Fraud and Abuse Detection
The first step in the fraud and abuse process is a referral of
the suspect claim to a review board.
Referrals - Situations involving potential fraud and/or
abuse which are to be followed up for review by Louisiana Medicaid may include
any or all of the following:
-
Cases referred by the U.S. Department of Health and
Human Services - Louisiana Medicaid in turn refers suspected cases of fraud in
the Medicare Program to the Center for Medicare and Medicaid Services (CMS) and
works closely with that agency in such matters;
-
Situations brought to light by special review, internal
controls, provider audits or inspections; and/or
-
Referrals from other agencies or sources of
information.
Recipient Verification Notices
The federal regulations (Public Law 92-693, Sec. 253 3) for MMIS
require that Louisiana Medicaid provides prompt written notice of medical
services which are covered to the recipients of these services.
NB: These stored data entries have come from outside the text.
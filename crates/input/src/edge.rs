//! Press edge detection for terminal environments.
//!
//! The core consumes each action exactly once per physical press. Many
//! terminals repeat Press events while a key is held and some never emit
//! a Release at all, so held keys are tracked with a timeout: a press is
//! an edge only if the key is not currently considered held.

use std::time::{Duration, Instant};

use arrayvec::ArrayVec;
use crossterm::event::KeyCode;

// Without release events, a short timeout keeps a single tap from
// registering as a sustained hold.
const DEFAULT_RELEASE_TIMEOUT_MS: u64 = 150;

/// Maximum simultaneously tracked keys.
const HELD_CAP: usize = 8;

/// Filters repeated Press events down to one edge per physical press.
#[derive(Debug, Clone)]
pub struct EdgeFilter {
    held: ArrayVec<(KeyCode, Instant), HELD_CAP>,
    release_timeout: Duration,
}

impl EdgeFilter {
    pub fn new() -> Self {
        Self::with_release_timeout(Duration::from_millis(DEFAULT_RELEASE_TIMEOUT_MS))
    }

    pub fn with_release_timeout(release_timeout: Duration) -> Self {
        Self {
            held: ArrayVec::new(),
            release_timeout,
        }
    }

    /// Record a Press event. Returns true iff this is a fresh edge.
    pub fn press(&mut self, code: KeyCode) -> bool {
        let now = Instant::now();
        let timeout = self.release_timeout;
        self.held
            .retain(|&mut (_, since)| now.duration_since(since) < timeout);

        if let Some(entry) = self.held.iter_mut().find(|(held, _)| *held == code) {
            // Still held: refresh the hold and swallow the repeat.
            entry.1 = now;
            return false;
        }

        if self.held.is_full() {
            self.held.remove(0);
        }
        self.held.push((code, now));
        true
    }

    /// Record a Release event so the next press of `code` is an edge again.
    pub fn release(&mut self, code: KeyCode) {
        self.held.retain(|&mut (held, _)| held != code);
    }
}

impl Default for EdgeFilter {
    fn default() -> Self {
        Self::new()
    }
}

#[cfg(test)]
mod tests {
    use super::*;

    #[test]
    fn test_first_press_is_edge() {
        let mut filter = EdgeFilter::new();
        assert!(filter.press(KeyCode::Left));
    }

    #[test]
    fn test_repeat_press_is_swallowed() {
        let mut filter = EdgeFilter::new();
        assert!(filter.press(KeyCode::Left));
        assert!(!filter.press(KeyCode::Left));
        assert!(!filter.press(KeyCode::Left));
    }

    #[test]
    fn test_release_rearms_edge() {
        let mut filter = EdgeFilter::new();
        assert!(filter.press(KeyCode::Left));
        filter.release(KeyCode::Left);
        assert!(filter.press(KeyCode::Left));
    }

    #[test]
    fn test_distinct_keys_are_independent_edges() {
        let mut filter = EdgeFilter::new();
        assert!(filter.press(KeyCode::Left));
        assert!(filter.press(KeyCode::Right));
        assert!(!filter.press(KeyCode::Left));
    }

    #[test]
    fn test_timeout_rearms_edge() {
        let mut filter = EdgeFilter::with_release_timeout(Duration::ZERO);
        assert!(filter.press(KeyCode::Down));
        // Zero timeout expires the hold immediately.
        assert!(filter.press(KeyCode::Down));
    }
}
The
information contained in the notice includes the name of the person(s)
furnishing medical services, the date on which the services were furnished, and
the amount of payment required for the services. A predetermined
percentage of the recipients who have had medical services paid on their behalf
during the previous month will receive the required notice, that is, the
Recipient's Explanation of Medical Benefits (REOMB). Periodically,
Louisiana Medicaid may send notices to 100% of the recipients receiving
services from any provider for any given period.
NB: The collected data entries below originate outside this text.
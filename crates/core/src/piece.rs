//! Active piece: a shape reference plus an integer transform.

use blockfall_types::{PieceKind, Rotation, FIELD_HEIGHT, FIELD_WIDTH};

use crate::grid::Grid;
use crate::shapes::shape_cells;

/// Spawn transform for new pieces: centered column, top row, rotation 0.
pub const SPAWN_POSITION: (i8, i8) = (FIELD_WIDTH as i8 / 2, FIELD_HEIGHT as i8 - 1);

/// The currently falling, player-controlled piece.
///
/// Copy on purpose: speculative transforms are whole-value candidates
/// that either replace the committed piece or are dropped.
#[derive(Debug, Clone, Copy, PartialEq, Eq, Hash)]
pub struct Tetromino {
    pub kind: PieceKind,
    pub rotation: Rotation,
    pub x: i8,
    pub y: i8,
}

impl Tetromino {
    /// Create a new tetromino at the spawn transform
    pub fn spawn(kind: PieceKind) -> Self {
        let (x, y) = SPAWN_POSITION;
        Self {
            kind,
            rotation: Rotation::R0,
            x,
            y,
        }
    }

    /// The 4 world cells currently occupied by the piece
    pub fn world_cells(&self) -> [(i8, i8); 4] {
        let shape = shape_cells(self.kind, self.rotation);
        shape.map(|(dx, dy)| (self.x + dx, self.y + dy))
    }

    /// Validity check against the grid. Pure, no side effects.
    ///
    /// Every world cell must satisfy: x within the field, y not below the
    /// floor, and - only when the cell is within the field's vertical
    /// extent - the grid cell empty. Cells above the top are allowed, so
    /// a freshly spawned piece may hang partially off-screen.
    pub fn fits(&self, grid: &Grid) -> bool {
        self.world_cells().iter().all(|&(x, y)| {
            if x < 0 || x >= FIELD_WIDTH as i8 || y < 0 {
                return false;
            }
            y >= FIELD_HEIGHT as i8 || !grid.is_occupied(x, y)
        })
    }
}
Surveillance Utilization Review
The Surveillance Utilization Review (SUR) Department, operated by
Gainwell Technologies in partnership with the Department of Health and Hospitals - Office of
Program Integrity, reviews provider compliance with the policies and
regulations of the Louisiana Medicaid Program. Providers with service
profiles which fall outside excepted norms are reviewed by skilled medical
staff using the personal computer-based Surveillance and Utilization Review
System (SURS).
Providers should anticipate an audit during their association
with the Medicaid Program. When audited, providers should cooperate with the
representatives of DHH, which includes Gainwell Technologies, in accordance with their
participation of agreement signed upon enrollment. Failure to comply with
program regulations can result in mild to severe administrative sanctions,
which include, but are not limited to:
-
Withholding of Medicaid payments;
-
Referral to the Attorney General's Office for
investigation, and;
-
Termination of Provider Agreement.
Providers are reminded that a service undocumented is considered
a service not rendered. Providers should ensure their documentation is accurate
and complete. All undocumented services are subject to recoupment. Other
services subject to recoupment are:
-
Upcoding on level of care;
-
Maximizing payments for services rendered;
-
Billing components of lab tests, rather than the
appropriate lab panel;
-
Billing for medically unnecessary services;
-
Consults performed by the patient's primary care,
treating, or attending physicians;
-
Billing for services not rendered, and;
-
Inappropriate use of provider number by unauthorized
users.
Fraud and Abuse Hotline
The State has created a hotline for reporting possible fraud and
abuse in the Louisiana Medicaid Program. Anyone can report concerns to this
number. The number is (800) 488-2917.
Providers are encouraged to give this phone number to any
individuals or providers who want to report possible cases of fraud or abuse.